* [Assigned task]
Tell how many lines in the data contain the string "filename", using a single number as the whole reply.

* [Data supplied]
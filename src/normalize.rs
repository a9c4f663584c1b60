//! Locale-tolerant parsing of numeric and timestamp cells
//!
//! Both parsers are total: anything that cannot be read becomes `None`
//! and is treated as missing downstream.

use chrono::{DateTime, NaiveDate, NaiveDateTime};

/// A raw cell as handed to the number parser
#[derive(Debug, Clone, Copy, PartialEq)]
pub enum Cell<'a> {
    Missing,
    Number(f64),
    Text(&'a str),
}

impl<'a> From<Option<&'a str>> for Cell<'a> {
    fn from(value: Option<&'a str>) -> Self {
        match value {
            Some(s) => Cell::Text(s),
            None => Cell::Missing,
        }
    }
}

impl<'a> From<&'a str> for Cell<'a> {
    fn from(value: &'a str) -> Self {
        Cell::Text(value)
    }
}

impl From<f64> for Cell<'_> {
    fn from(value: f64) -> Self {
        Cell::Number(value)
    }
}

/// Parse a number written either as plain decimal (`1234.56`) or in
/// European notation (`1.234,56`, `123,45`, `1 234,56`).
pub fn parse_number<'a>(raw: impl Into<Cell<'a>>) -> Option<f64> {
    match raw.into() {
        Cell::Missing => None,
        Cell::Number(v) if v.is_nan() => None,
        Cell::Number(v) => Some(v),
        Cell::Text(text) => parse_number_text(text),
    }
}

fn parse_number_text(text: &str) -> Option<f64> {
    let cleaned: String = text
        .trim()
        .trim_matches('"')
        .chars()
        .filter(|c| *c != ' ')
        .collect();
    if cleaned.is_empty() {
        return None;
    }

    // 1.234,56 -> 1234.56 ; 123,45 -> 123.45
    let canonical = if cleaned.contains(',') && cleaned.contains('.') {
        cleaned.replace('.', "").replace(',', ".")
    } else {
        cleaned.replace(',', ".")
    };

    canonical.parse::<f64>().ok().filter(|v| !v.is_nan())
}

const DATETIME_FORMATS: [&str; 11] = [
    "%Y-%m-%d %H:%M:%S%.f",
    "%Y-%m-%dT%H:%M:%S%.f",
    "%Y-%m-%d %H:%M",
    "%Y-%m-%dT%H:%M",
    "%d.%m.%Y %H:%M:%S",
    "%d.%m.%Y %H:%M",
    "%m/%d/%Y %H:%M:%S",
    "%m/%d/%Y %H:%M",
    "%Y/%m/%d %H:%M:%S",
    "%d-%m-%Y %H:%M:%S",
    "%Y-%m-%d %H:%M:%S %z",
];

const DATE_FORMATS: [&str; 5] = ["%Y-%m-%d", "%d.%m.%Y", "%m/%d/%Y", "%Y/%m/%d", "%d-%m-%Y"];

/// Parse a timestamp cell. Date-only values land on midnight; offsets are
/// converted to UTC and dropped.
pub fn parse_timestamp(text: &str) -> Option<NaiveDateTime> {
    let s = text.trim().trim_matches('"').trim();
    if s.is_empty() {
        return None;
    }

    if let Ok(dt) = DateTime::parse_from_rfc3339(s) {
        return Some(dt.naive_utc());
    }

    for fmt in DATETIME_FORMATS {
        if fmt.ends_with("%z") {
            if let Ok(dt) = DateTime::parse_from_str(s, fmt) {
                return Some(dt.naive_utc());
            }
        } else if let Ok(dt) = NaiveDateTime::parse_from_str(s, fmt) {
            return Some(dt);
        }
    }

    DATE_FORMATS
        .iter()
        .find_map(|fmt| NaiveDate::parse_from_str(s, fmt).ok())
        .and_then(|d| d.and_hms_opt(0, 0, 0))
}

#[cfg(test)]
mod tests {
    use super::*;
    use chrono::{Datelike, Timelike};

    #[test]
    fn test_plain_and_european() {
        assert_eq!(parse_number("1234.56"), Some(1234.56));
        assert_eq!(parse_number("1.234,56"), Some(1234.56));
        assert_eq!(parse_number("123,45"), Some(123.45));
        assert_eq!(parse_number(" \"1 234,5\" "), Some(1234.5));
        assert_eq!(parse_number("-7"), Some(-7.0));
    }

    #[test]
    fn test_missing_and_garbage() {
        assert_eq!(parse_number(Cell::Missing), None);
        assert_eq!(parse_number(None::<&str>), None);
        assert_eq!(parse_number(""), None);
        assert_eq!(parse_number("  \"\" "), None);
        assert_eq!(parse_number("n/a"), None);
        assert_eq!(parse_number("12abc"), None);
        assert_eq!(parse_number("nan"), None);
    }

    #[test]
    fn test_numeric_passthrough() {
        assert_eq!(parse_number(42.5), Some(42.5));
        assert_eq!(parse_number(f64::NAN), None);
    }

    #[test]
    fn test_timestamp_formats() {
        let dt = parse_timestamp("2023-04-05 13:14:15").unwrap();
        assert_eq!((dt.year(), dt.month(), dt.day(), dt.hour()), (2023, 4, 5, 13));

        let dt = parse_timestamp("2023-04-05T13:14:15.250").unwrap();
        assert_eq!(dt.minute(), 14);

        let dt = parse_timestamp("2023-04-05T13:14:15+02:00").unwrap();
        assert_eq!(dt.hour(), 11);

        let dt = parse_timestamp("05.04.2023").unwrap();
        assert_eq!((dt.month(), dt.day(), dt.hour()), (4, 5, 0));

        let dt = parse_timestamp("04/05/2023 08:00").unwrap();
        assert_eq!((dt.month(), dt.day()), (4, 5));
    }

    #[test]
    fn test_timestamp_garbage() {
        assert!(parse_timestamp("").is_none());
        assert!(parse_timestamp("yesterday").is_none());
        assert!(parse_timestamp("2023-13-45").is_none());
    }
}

* * *

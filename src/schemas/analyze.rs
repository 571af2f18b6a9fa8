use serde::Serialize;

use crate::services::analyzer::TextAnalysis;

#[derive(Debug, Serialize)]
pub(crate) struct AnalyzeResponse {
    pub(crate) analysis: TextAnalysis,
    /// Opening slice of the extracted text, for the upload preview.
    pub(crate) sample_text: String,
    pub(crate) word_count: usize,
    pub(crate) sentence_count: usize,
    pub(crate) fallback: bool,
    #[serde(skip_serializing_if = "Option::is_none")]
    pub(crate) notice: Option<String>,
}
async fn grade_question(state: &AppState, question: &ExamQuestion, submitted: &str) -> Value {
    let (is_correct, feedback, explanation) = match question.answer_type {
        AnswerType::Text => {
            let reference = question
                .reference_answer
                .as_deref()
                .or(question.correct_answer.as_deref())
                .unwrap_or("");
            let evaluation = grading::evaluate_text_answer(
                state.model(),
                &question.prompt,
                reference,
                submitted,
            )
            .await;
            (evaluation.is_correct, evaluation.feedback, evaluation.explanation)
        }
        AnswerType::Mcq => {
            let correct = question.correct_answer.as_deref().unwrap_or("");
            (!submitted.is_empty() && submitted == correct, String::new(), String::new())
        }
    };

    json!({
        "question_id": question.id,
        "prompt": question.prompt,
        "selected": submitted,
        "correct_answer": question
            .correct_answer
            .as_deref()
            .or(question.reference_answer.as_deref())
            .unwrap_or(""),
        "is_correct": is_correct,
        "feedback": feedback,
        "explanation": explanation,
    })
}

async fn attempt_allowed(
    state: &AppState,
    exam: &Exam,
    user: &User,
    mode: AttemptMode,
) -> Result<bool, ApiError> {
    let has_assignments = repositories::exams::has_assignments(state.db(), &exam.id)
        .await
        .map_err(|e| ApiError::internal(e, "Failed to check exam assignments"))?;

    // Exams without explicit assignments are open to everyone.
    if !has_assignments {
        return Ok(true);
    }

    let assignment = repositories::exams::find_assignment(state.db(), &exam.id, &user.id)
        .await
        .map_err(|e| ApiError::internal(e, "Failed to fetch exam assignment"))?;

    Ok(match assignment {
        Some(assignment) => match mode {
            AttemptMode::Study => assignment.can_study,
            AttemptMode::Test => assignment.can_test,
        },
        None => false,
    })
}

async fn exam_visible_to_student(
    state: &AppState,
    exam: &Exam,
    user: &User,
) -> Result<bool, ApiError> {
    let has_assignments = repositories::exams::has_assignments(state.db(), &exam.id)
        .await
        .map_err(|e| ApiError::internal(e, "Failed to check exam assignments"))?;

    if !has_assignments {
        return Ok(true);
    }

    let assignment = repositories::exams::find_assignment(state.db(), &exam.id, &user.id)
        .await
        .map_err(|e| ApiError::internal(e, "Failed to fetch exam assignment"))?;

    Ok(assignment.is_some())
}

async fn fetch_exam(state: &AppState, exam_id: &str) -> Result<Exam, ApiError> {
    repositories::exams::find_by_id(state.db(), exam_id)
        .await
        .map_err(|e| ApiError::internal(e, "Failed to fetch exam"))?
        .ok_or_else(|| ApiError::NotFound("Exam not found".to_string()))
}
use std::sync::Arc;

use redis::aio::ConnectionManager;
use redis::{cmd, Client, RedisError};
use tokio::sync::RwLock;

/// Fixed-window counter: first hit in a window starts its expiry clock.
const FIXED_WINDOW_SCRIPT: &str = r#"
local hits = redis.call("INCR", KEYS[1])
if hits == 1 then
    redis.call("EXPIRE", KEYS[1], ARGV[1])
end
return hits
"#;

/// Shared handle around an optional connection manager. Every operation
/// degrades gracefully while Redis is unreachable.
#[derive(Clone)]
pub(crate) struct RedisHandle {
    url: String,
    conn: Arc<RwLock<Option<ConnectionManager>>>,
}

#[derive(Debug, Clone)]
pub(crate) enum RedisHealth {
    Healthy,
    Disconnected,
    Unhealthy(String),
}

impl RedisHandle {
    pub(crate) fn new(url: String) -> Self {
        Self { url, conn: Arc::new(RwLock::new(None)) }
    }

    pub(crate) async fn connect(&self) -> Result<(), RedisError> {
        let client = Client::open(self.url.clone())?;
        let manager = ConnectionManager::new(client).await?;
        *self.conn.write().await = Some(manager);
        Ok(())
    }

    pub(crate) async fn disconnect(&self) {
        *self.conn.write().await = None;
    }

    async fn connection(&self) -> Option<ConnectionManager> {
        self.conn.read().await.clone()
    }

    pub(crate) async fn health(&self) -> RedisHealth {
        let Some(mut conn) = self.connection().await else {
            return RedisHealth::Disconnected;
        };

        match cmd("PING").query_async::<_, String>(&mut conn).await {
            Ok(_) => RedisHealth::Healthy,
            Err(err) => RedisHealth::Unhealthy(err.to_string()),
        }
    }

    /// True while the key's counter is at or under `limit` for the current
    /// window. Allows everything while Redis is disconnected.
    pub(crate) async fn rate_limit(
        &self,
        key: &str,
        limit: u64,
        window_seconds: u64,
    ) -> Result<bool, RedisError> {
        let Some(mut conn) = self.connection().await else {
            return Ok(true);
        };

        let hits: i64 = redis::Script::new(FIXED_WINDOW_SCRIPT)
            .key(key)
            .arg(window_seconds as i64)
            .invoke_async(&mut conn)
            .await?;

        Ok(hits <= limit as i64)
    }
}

* [Result of the task]
2